The letter is unusual. Signed by a group of citizens of Casale Monferrato, in Piedmont, it is directed to the academic authorities of Yale University, a prestigious university in the United States. “We are deeply wounded,” he begins. He wonders how Yale could grant an honorary degree to an entrepreneur “who knowingly destroyed our local environment (…), knowingly caused the premature deaths of thousands of people from a rare asbestos-induced cancer, mesothelioma, in the seventies of the last century”.

The letter is signed by the Association of family members and victims of asbestos (Afeva) of Casale Monferrato and the businessman involved is the Swiss Stephan Schmidheiny, former owner of Eternit, a multinational company specializing in the manufacture of asbestos-cement with factories in thirty-five countries including Italy: that of Casale Monferrato was the largest and oldest.

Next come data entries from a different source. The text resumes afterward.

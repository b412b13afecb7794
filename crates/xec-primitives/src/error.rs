/// Unified error type for all primitives operations.
///
/// Covers errors from hashing, EC operations, byte decoding, and key encoding.
#[derive(Debug, thiserror::Error)]
pub enum PrimitivesError {
    #[error("invalid private key: {0}")]
    InvalidPrivateKey(String),

    #[error("invalid public key: {0}")]
    InvalidPublicKey(String),

    #[error("invalid signature: {0}")]
    InvalidSignature(String),

    #[error("invalid WIF format: {0}")]
    InvalidWif(String),

    #[error("checksum mismatch")]
    ChecksumMismatch,

    #[error("invalid key length: expected {expected}, got {got}")]
    InvalidKeyLength { expected: usize, got: usize },

    #[error("invalid hex: {0}")]
    InvalidHex(String),

    #[error("invalid hash: {0}")]
    InvalidHash(String),

    #[error("non-canonical varint encoding")]
    NonCanonicalVarInt,

    #[error("unexpected end of data")]
    UnexpectedEof,
}

impl From<hex::FromHexError> for PrimitivesError {
    fn from(e: hex::FromHexError) -> Self {
        PrimitivesError::InvalidHex(e.to_string())
    }
}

In 1986 Schmidheiny closed it and bankrupted its Italian branch: but he did not spend a penny to clean up the site or compensate the victims of asbestos, the letter points out. Yet, in 1996 Yale accepted a donation from Schmidheiny, and awarded him an honorary degree “for his role in advancing global environmental stewardship.”

It is not the first time that Eternit victims have asked the US university to revoke that title and return his donations to Schmidheiny, so far in vain. “However, we learned that the university is reviewing its policy,” explains Assunta Prato, who is a member of the Association of Family Members and Asbestos Victims in Casale Monferrato.

The largest industrial disaster of the century

The letter is addressed to the general director of Yale, Susan Gibbon, the president of the university, Peter Salovey, and the internal committee for the review of donations. It bears the date of March 2022, it was delivered to Yale on October 5 by the US lawyer Christopher Meisenkothen, who in this matter represents the Casale Monferrato association free of charge. He has not yet received any sign of a response. As if to confirm that asbestos is one of the largest industrial disasters, full-blown, but passed over in silence of the century.

Let’s summarize. “Our city has thirty-five thousand inhabitants and for 80 years was the site of a large asbestos plant, which has so far caused the deaths of about three thousand workers and residents”, explains the letter addressed to Yale. Stephan Schmidheiny, the fourth generation of one of the most important Swiss industrial families, inherited Eternit and became its managing director in 1976.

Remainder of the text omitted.